Her innovative, highly relevant and international research is consistently funded. She is a globally respected mentor to nurses and physicians, helping them to achieve workable
solutions in clinical practice.
Muriel Poulin, EdD, RN, FAAN
Muriel Poulin has achieved an extraordinary career in nursing, spanning more than 50 years in over a dozen countries.
Throughout her career, she has served on numerous boards of directors, published research articles including the original Magnet® Hospital study (which she co-authored) under the auspices of the American Academy of Nursing, and taught as a visiting professor in other countries. She successfully established the first master’s program in nursing in Spain after serving as a Fulbright Scholar at the University of Barcelona. Furthermore, her outstanding leadership and commitment to nursing have earned her several awards for excellence in research and teaching.

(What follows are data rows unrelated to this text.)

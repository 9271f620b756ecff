//! Structural comparison between declared table shapes and a live schema.
//!
//! Types are compared in a canonical spelling (`integer`, `varchar(26)`,
//! `text`, `boolean`, `timestamp`, `timestamptz`, ...). Producing that
//! spelling from entity definitions and from the store's catalog is the job
//! of the infrastructure layer.

use std::collections::BTreeMap;
use std::fmt;

#[derive(Debug, Clone, PartialEq, Eq)]
pub struct ColumnShape {
    pub name: String,
    pub data_type: String,
    pub nullable: bool,
}

impl ColumnShape {
    pub fn new(name: impl Into<String>, data_type: impl Into<String>, nullable: bool) -> Self {
        Self {
            name: name.into(),
            data_type: data_type.into(),
            nullable,
        }
    }
}

#[derive(Debug, Clone, PartialEq, Eq)]
pub struct TableShape {
    pub name: String,
    pub columns: Vec<ColumnShape>,
}

impl TableShape {
    pub fn new(name: impl Into<String>, columns: Vec<ColumnShape>) -> Self {
        Self {
            name: name.into(),
            columns,
        }
    }

    fn column(&self, name: &str) -> Option<&ColumnShape> {
        self.columns.iter().find(|c| c.name == name)
    }
}

/// One divergence between the declared and the live schema.
#[derive(Debug, Clone, PartialEq, Eq)]
pub enum SchemaDifference {
    MissingTable(String),
    UnexpectedTable(String),
    MissingColumn {
        table: String,
        column: String,
    },
    UnexpectedColumn {
        table: String,
        column: String,
    },
    TypeMismatch {
        table: String,
        column: String,
        declared: String,
        live: String,
    },
    NullabilityMismatch {
        table: String,
        column: String,
        declared_nullable: bool,
    },
}

impl fmt::Display for SchemaDifference {
    fn fmt(&self, f: &mut fmt::Formatter<'_>) -> fmt::Result {
        match self {
            SchemaDifference::MissingTable(table) => {
                write!(f, "table '{}' is declared but missing from the database", table)
            }
            SchemaDifference::UnexpectedTable(table) => {
                write!(f, "table '{}' exists in the database but is not declared", table)
            }
            SchemaDifference::MissingColumn { table, column } => {
                write!(f, "column '{}.{}' is declared but missing", table, column)
            }
            SchemaDifference::UnexpectedColumn { table, column } => {
                write!(f, "column '{}.{}' exists but is not declared", table, column)
            }
            SchemaDifference::TypeMismatch {
                table,
                column,
                declared,
                live,
            } => write!(
                f,
                "column '{}.{}' is declared as {} but the database has {}",
                table, column, declared, live
            ),
            SchemaDifference::NullabilityMismatch {
                table,
                column,
                declared_nullable,
            } => {
                let (declared, live) = if *declared_nullable {
                    ("NULL", "NOT NULL")
                } else {
                    ("NOT NULL", "NULL")
                };
                write!(
                    f,
                    "column '{}.{}' is declared {} but the database has {}",
                    table, column, declared, live
                )
            }
        }
    }
}

/// Compare declared tables against live tables.
///
/// Output is ordered by table name, then declared column order, then
/// undeclared live columns.
pub fn diff_schemas(declared: &[TableShape], live: &[TableShape]) -> Vec<SchemaDifference> {
    let declared: BTreeMap<&str, &TableShape> =
        declared.iter().map(|t| (t.name.as_str(), t)).collect();
    let live: BTreeMap<&str, &TableShape> = live.iter().map(|t| (t.name.as_str(), t)).collect();

    let mut names: Vec<&str> = declared.keys().chain(live.keys()).copied().collect();
    names.sort_unstable();
    names.dedup();

    let mut diffs = Vec::new();
    for name in names {
        match (declared.get(name), live.get(name)) {
            (Some(_), None) => diffs.push(SchemaDifference::MissingTable(name.to_string())),
            (None, Some(_)) => diffs.push(SchemaDifference::UnexpectedTable(name.to_string())),
            (Some(d), Some(l)) => diff_columns(d, l, &mut diffs),
            (None, None) => {}
        }
    }
    diffs
}

fn diff_columns(declared: &TableShape, live: &TableShape, diffs: &mut Vec<SchemaDifference>) {
    let table = &declared.name;
    for column in &declared.columns {
        let Some(actual) = live.column(&column.name) else {
            diffs.push(SchemaDifference::MissingColumn {
                table: table.clone(),
                column: column.name.clone(),
            });
            continue;
        };
        if column.data_type != actual.data_type {
            diffs.push(SchemaDifference::TypeMismatch {
                table: table.clone(),
                column: column.name.clone(),
                declared: column.data_type.clone(),
                live: actual.data_type.clone(),
            });
        }
        if column.nullable != actual.nullable {
            diffs.push(SchemaDifference::NullabilityMismatch {
                table: table.clone(),
                column: column.name.clone(),
                declared_nullable: column.nullable,
            });
        }
    }
    for column in &live.columns {
        if declared.column(&column.name).is_none() {
            diffs.push(SchemaDifference::UnexpectedColumn {
                table: table.clone(),
                column: column.name.clone(),
            });
        }
    }
}

#[cfg(test)]
mod tests {
    use super::*;

    fn leads() -> TableShape {
        TableShape::new(
            "leads",
            vec![
                ColumnShape::new("id", "integer", false),
                ColumnShape::new("lead_name", "varchar(100)", true),
            ],
        )
    }

    #[test]
    fn test_identical_schemas_have_no_drift() {
        assert!(diff_schemas(&[leads()], &[leads()]).is_empty());
    }

    #[test]
    fn test_missing_and_unexpected_tables() {
        let live = TableShape::new("audit", vec![]);
        let diffs = diff_schemas(&[leads()], &[live]);
        assert_eq!(
            diffs,
            vec![
                SchemaDifference::UnexpectedTable("audit".to_string()),
                SchemaDifference::MissingTable("leads".to_string()),
            ]
        );
    }

    #[test]
    fn test_column_level_differences() {
        let live = TableShape::new(
            "leads",
            vec![
                ColumnShape::new("id", "bigint", true),
                ColumnShape::new("notes", "text", true),
            ],
        );
        let diffs = diff_schemas(&[leads()], &[live]);
        assert_eq!(diffs.len(), 4);
        assert!(matches!(
            &diffs[0],
            SchemaDifference::TypeMismatch { column, .. } if column == "id"
        ));
        assert!(matches!(
            &diffs[1],
            SchemaDifference::NullabilityMismatch { declared_nullable: false, .. }
        ));
        assert!(matches!(
            &diffs[2],
            SchemaDifference::MissingColumn { column, .. } if column == "lead_name"
        ));
        assert!(matches!(
            &diffs[3],
            SchemaDifference::UnexpectedColumn { column, .. } if column == "notes"
        ));
    }

    #[test]
    fn test_difference_display_is_readable() {
        let diff = SchemaDifference::NullabilityMismatch {
            table: "users".to_string(),
            column: "email".to_string(),
            declared_nullable: false,
        };
        assert_eq!(
            diff.to_string(),
            "column 'users.email' is declared NOT NULL but the database has NULL"
        );
    }
}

Poulin moved to Washington, DC, in 1946, where she worked at Gallinger Municipal Hospital (later renamed District of Columbia General Hospital in 1953) as a staff nurse, head nurse and clinical supervisor. In 1953, she was recruited to be a member of a task force responsible for opening and managing the newly constructed Damascus General Hospital in Syria, and served as its director of nursing. This opportunity led her to understand that high quality patient care is achieved when nursing services are led by well-prepared nursing administrators, and it also began her commitment to international health care.
Poulin returned to the U.S. in 1955, where she worked at Massachusetts General Hospital as the coordinator of staff development. Two years later, she was recruited by the U.S. Agency for International Development to work at the San Juan de Dios Hospital in San José, Costa Rica, as the assistant hospital administrator for nursing. She returned to the U.S. in 1958, went on to earn her master’s degree in nursing administration from the University of Colorado, spent a year traveling the world and then joined the faculty of the University of Kentucky in 1962 as an assistant professor.
After earning her doctorate in education and nursing administration at Columbia University’s Teachers College, Poulin returned to Massachusetts, where she was the chair of the graduate program in nursing administration for 17 years at Boston University until she retired in 1989. Poulin has strengthened the profession of nursing nationally and internationally, and she has been an inspirational role model to nurses everywhere.